• **WORK REQUIRED**
Write out the data that follows. Keep every character unchanged.

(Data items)
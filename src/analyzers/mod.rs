//! Analyzer adapters
//!
//! Each adapter translates one external analysis tool's invocation and
//! native output into the normalized [`AnalysisResult`] shape. Adapters
//! carry their own failure domain: no failure mode of the underlying tool
//! may escape `analyze`; every one is caught locally and returned as a
//! `Failure` with a tool-attributed message. Adapters read the workspace,
//! spawn at most one child process, and never mutate anything under the
//! analyzed path.

mod complexity;
mod docs;
mod security;
mod style;

pub use complexity::ComplexityAnalyzer;
pub use docs::DocCoverageAnalyzer;
pub use security::SecurityAnalyzer;
pub use style::StyleAnalyzer;

use crate::core::result::AnalysisResult;
use std::path::{Path, PathBuf};
use walkdir::WalkDir;

/// The uniform capability every adapter implements
pub trait Analyzer: Send + Sync {
  /// Unique name for this analyzer (kebab-case)
  fn name(&self) -> &str;

  /// Human-readable description
  fn description(&self) -> &str;

  /// Run the analysis against a checkout. Infallible at the boundary:
  /// failures come back as the `Failure` variant, never as panics or
  /// error returns.
  fn analyze(&self, repo_path: &Path) -> AnalysisResult;
}

/// Every Python file under `root`, in a stable walk order, skipping the
/// `.git` directory. Shared by the in-process analyzers.
pub(crate) fn python_files(root: &Path) -> Vec<PathBuf> {
  WalkDir::new(root)
    .sort_by_file_name()
    .into_iter()
    .filter_entry(|e| e.file_name() != ".git")
    .filter_map(|entry| entry.ok())
    .filter(|entry| {
      entry.file_type().is_file() && entry.path().extension().is_some_and(|ext| ext == "py")
    })
    .map(|entry| entry.into_path())
    .collect()
}
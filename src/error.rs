//! Error taxonomy
//!
//! Every fallible engine operation returns [`GraphError`]. Merge outcomes
//! (conflicts, history mismatches) are *values* returned by the merge
//! machinery, see [`crate::merge`].

use crate::id::{BranchId, NodeId, NodeRef, RevisionId};

/// Crate-wide result alias
pub type Result<T> = core::result::Result<T, GraphError>;

/// Which identifier kind failed to parse
#[derive(Debug, Clone, Copy, PartialEq, Eq)]
pub enum IdKind {
    NodeRef,
    BranchId,
    RevisionId,
    NodeId,
}

impl core::fmt::Display for IdKind {
    fn fmt(&self, f: &mut core::fmt::Formatter<'_>) -> core::fmt::Result {
        f.write_str(match self {
            IdKind::NodeRef => "node ref",
            IdKind::BranchId => "branch id",
            IdKind::RevisionId => "revision id",
            IdKind::NodeId => "node id",
        })
    }
}

/// Errors raised by the graph engine
#[derive(Debug, thiserror::Error)]
pub enum GraphError {
    /// Ref is not reachable from the revision
    #[error("node {node_ref} not found in revision {revision}")]
    NodeNotFound {
        node_ref: NodeRef,
        revision: RevisionId,
    },

    /// No physical version stored under this id
    #[error("node storage {0} is not registered")]
    NodeIdNotFound(NodeId),

    /// Revision id unknown to the runtime
    #[error("revision {0} is not registered")]
    RevisionNotFound(RevisionId),

    /// Branch id unknown to the runtime
    #[error("branch {0} is not registered")]
    BranchNotFound(BranchId),

    /// Write against a committed revision
    #[error("revision {0} is finished")]
    RevisionFinished(RevisionId),

    /// Fork or merge from a revision still open
    #[error("revision {0} is not finished")]
    RevisionNotFinished(RevisionId),

    /// Commit past the last revision number
    #[error("branch {0} has run out of revision numbers")]
    RevisionNumbersExhausted(BranchId),

    /// Identifier text failed to parse
    #[error("malformed {kind}: {input:?} ({reason})")]
    MalformedIdentifier {
        kind: IdKind,
        input: String,
        reason: &'static str,
    },

    /// Empty attribute name or unrepresentable value
    #[error("invalid value for attribute {name:?}: {reason}")]
    InvalidAttributeValue { name: String, reason: String },

    /// Write through a read-only proxy
    #[error("node {node_ref} is read only in revision {revision}")]
    ReadOnlyViolation {
        node_ref: NodeRef,
        revision: RevisionId,
    },

    /// Virtual list index past the end
    #[error("index {index} out of range for length {len}")]
    IndexOutOfRange { index: usize, len: usize },

    /// Attribute or mapping key absent
    #[error("key {0:?} not found")]
    KeyNotFound(String),

    /// Commit refused while merge conflicts remain
    #[error("revision {revision} has {count} unresolved node conflict(s)")]
    UnresolvedConflicts { revision: RevisionId, count: usize },

    /// Schema names a type not declared yet
    #[error("unknown type {0:?}")]
    UnknownType(String),

    /// Configuration document rejected
    #[error("invalid configuration: {0}")]
    Config(String),
}

impl GraphError {
    pub(crate) fn malformed(kind: IdKind, input: &str, reason: &'static str) -> Self {
        GraphError::MalformedIdentifier {
            kind,
            input: input.to_owned(),
            reason,
        }
    }

    pub(crate) fn invalid_value(name: &str, reason: impl Into<String>) -> Self {
        GraphError::InvalidAttributeValue {
            name: name.to_owned(),
            reason: reason.into(),
        }
    }

    /// True for every "lookup failed" variant. The web layer maps these to 404.
    pub fn is_not_found(&self) -> bool {
        matches!(
            self,
            GraphError::NodeNotFound { .. }
                | GraphError::NodeIdNotFound(_)
                | GraphError::RevisionNotFound(_)
                | GraphError::BranchNotFound(_)
                | GraphError::MalformedIdentifier { .. }
        )
    }
}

• **REPLY**
filename src/analyzers/mod.rs
//! Analyzer adapters
//!
//! Each adapter translates one external analysis tool's invocation and
//! native output into the normalized [`AnalysisResult`] shape. Adapters
//! carry their own failure domain: no failure mode of the underlying tool
//! may escape `analyze`; every one is caught locally and returned as a
//! `Failure` with a tool-attributed message. Adapters read the workspace,
//! spawn at most one child process, and never mutate anything under the
//! analyzed path.

mod complexity;
mod docs;
mod security;
mod style;

pub use complexity::ComplexityAnalyzer;
pub use docs::DocCoverageAnalyzer;
pub use security::SecurityAnalyzer;
pub use style::StyleAnalyzer;

use crate::core::result::AnalysisResult;
use std::path::{Path, PathBuf};
use walkdir::WalkDir;

/// The uniform capability every adapter implements
pub trait Analyzer: Send + Sync {
  /// Unique name for this analyzer (kebab-case)
  fn name(&self) -> &str;

  /// Human-readable description
  fn description(&self) -> &str;

  /// Run the analysis against a checkout. Infallible at the boundary:
  /// failures come back as the `Failure` variant, never as panics or
  /// error returns.
  fn analyze(&self, repo_path: &Path) -> AnalysisResult;
}

/// Every Python file under `root`, in a stable walk order, skipping the
/// `.git` directory. Shared by the in-process analyzers.
pub(crate) fn python_files(root: &Path) -> Vec<PathBuf> {
  WalkDir::new(root)
    .sort_by_file_name()
    .into_iter()
    .filter_entry(|e| e.file_name() != ".git")
    .filter_map(|entry| entry.ok())
    .filter(|entry| {
      entry.file_type().is_file() && entry.path().extension().is_some_and(|ext| ext == "py")
    })
    .map(|entry| entry.into_path())
    .collect()
}
filename src/error.rs
//! Error taxonomy
//!
//! Every fallible engine operation returns [`GraphError`]. Merge outcomes
//! (conflicts, history mismatches) are *values* returned by the merge
//! machinery, see [`crate::merge`].

use crate::id::{BranchId, NodeId, NodeRef, RevisionId};

/// Crate-wide result alias
pub type Result<T> = core::result::Result<T, GraphError>;

/// Which identifier kind failed to parse
#[derive(Debug, Clone, Copy, PartialEq, Eq)]
pub enum IdKind {
    NodeRef,
    BranchId,
    RevisionId,
    NodeId,
}

impl core::fmt::Display for IdKind {
    fn fmt(&self, f: &mut core::fmt::Formatter<'_>) -> core::fmt::Result {
        f.write_str(match self {
            IdKind::NodeRef => "node ref",
            IdKind::BranchId => "branch id",
            IdKind::RevisionId => "revision id",
            IdKind::NodeId => "node id",
        })
    }
}

/// Errors raised by the graph engine
#[derive(Debug, thiserror::Error)]
pub enum GraphError {
    /// Ref is not reachable from the revision
    #[error("node {node_ref} not found in revision {revision}")]
    NodeNotFound {
        node_ref: NodeRef,
        revision: RevisionId,
    },

    /// No physical version stored under this id
    #[error("node storage {0} is not registered")]
    NodeIdNotFound(NodeId),

    /// Revision id unknown to the runtime
    #[error("revision {0} is not registered")]
    RevisionNotFound(RevisionId),

    /// Branch id unknown to the runtime
    #[error("branch {0} is not registered")]
    BranchNotFound(BranchId),

    /// Write against a committed revision
    #[error("revision {0} is finished")]
    RevisionFinished(RevisionId),

    /// Fork or merge from a revision still open
    #[error("revision {0} is not finished")]
    RevisionNotFinished(RevisionId),

    /// Commit past the last revision number
    #[error("branch {0} has run out of revision numbers")]
    RevisionNumbersExhausted(BranchId),

    /// Identifier text failed to parse
    #[error("malformed {kind}: {input:?} ({reason})")]
    MalformedIdentifier {
        kind: IdKind,
        input: String,
        reason: &'static str,
    },

    /// Empty attribute name or unrepresentable value
    #[error("invalid value for attribute {name:?}: {reason}")]
    InvalidAttributeValue { name: String, reason: String },

    /// Write through a read-only proxy
    #[error("node {node_ref} is read only in revision {revision}")]
    ReadOnlyViolation {
        node_ref: NodeRef,
        revision: RevisionId,
    },

    /// Virtual list index past the end
    #[error("index {index} out of range for length {len}")]
    IndexOutOfRange { index: usize, len: usize },

    /// Attribute or mapping key absent
    #[error("key {0:?} not found")]
    KeyNotFound(String),

    /// Commit refused while merge conflicts remain
    #[error("revision {revision} has {count} unresolved node conflict(s)")]
    UnresolvedConflicts { revision: RevisionId, count: usize },

    /// Schema names a type not declared yet
    #[error("unknown type {0:?}")]
    UnknownType(String),

    /// Configuration document rejected
    #[error("invalid configuration: {0}")]
    Config(String),
}

impl GraphError {
    pub(crate) fn malformed(kind: IdKind, input: &str, reason: &'static str) -> Self {
        GraphError::MalformedIdentifier {
            kind,
            input: input.to_owned(),
            reason,
        }
    }

    pub(crate) fn invalid_value(name: &str, reason: impl Into<String>) -> Self {
        GraphError::InvalidAttributeValue {
            name: name.to_owned(),
            reason: reason.into(),
        }
    }

    /// True for every "lookup failed" variant. The web layer maps these to 404.
    pub fn is_not_found(&self) -> bool {
        matches!(
            self,
            GraphError::NodeNotFound { .. }
                | GraphError::NodeIdNotFound(_)
                | GraphError::RevisionNotFound(_)
                | GraphError::BranchNotFound(_)
                | GraphError::MalformedIdentifier { .. }
        )
    }
}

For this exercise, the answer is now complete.